### Extracted entries

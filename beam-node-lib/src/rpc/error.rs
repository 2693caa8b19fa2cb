use thiserror::Error;

use crate::bridge::BridgeError;
use crate::node::NodeError;
use crate::term::Term;

#[derive(Debug, Error)]
pub enum RpcError {
    /// The remote returned `{:badrpc, reason}`.
    #[error("remote reported badrpc: {0:?}")]
    BadRpc(Term),
    /// The connection closed before a `:rex` reply arrived.
    #[error("connection closed before a :rex reply arrived")]
    NoResponse,
    /// The RPC DSL was invoked without a connection argument.
    #[error("rpc call built without a connection to run on")]
    MissingConnection,
    #[error(transparent)]
    Node(#[from] NodeError),
    #[error(transparent)]
    Bridge(#[from] BridgeError),
}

######

Your goal>
Go through the data above and repeat all of it exactly.

Result below>
filename beam-node-lib/src/rpc/error.rs
repository 2693caa8b19fa2cb
use thiserror::Error;

use crate::bridge::BridgeError;
use crate::node::NodeError;
use crate::term::Term;

#[derive(Debug, Error)]
pub enum RpcError {
    /// The remote returned `{:badrpc, reason}`.
    #[error("remote reported badrpc: {0:?}")]
    BadRpc(Term),
    /// The connection closed before a `:rex` reply arrived.
    #[error("connection closed before a :rex reply arrived")]
    NoResponse,
    /// The RPC DSL was invoked without a connection argument.
    #[error("rpc call built without a connection to run on")]
    MissingConnection,
    #[error(transparent)]
    Node(#[from] NodeError),
    #[error(transparent)]
    Bridge(#[from] BridgeError),
}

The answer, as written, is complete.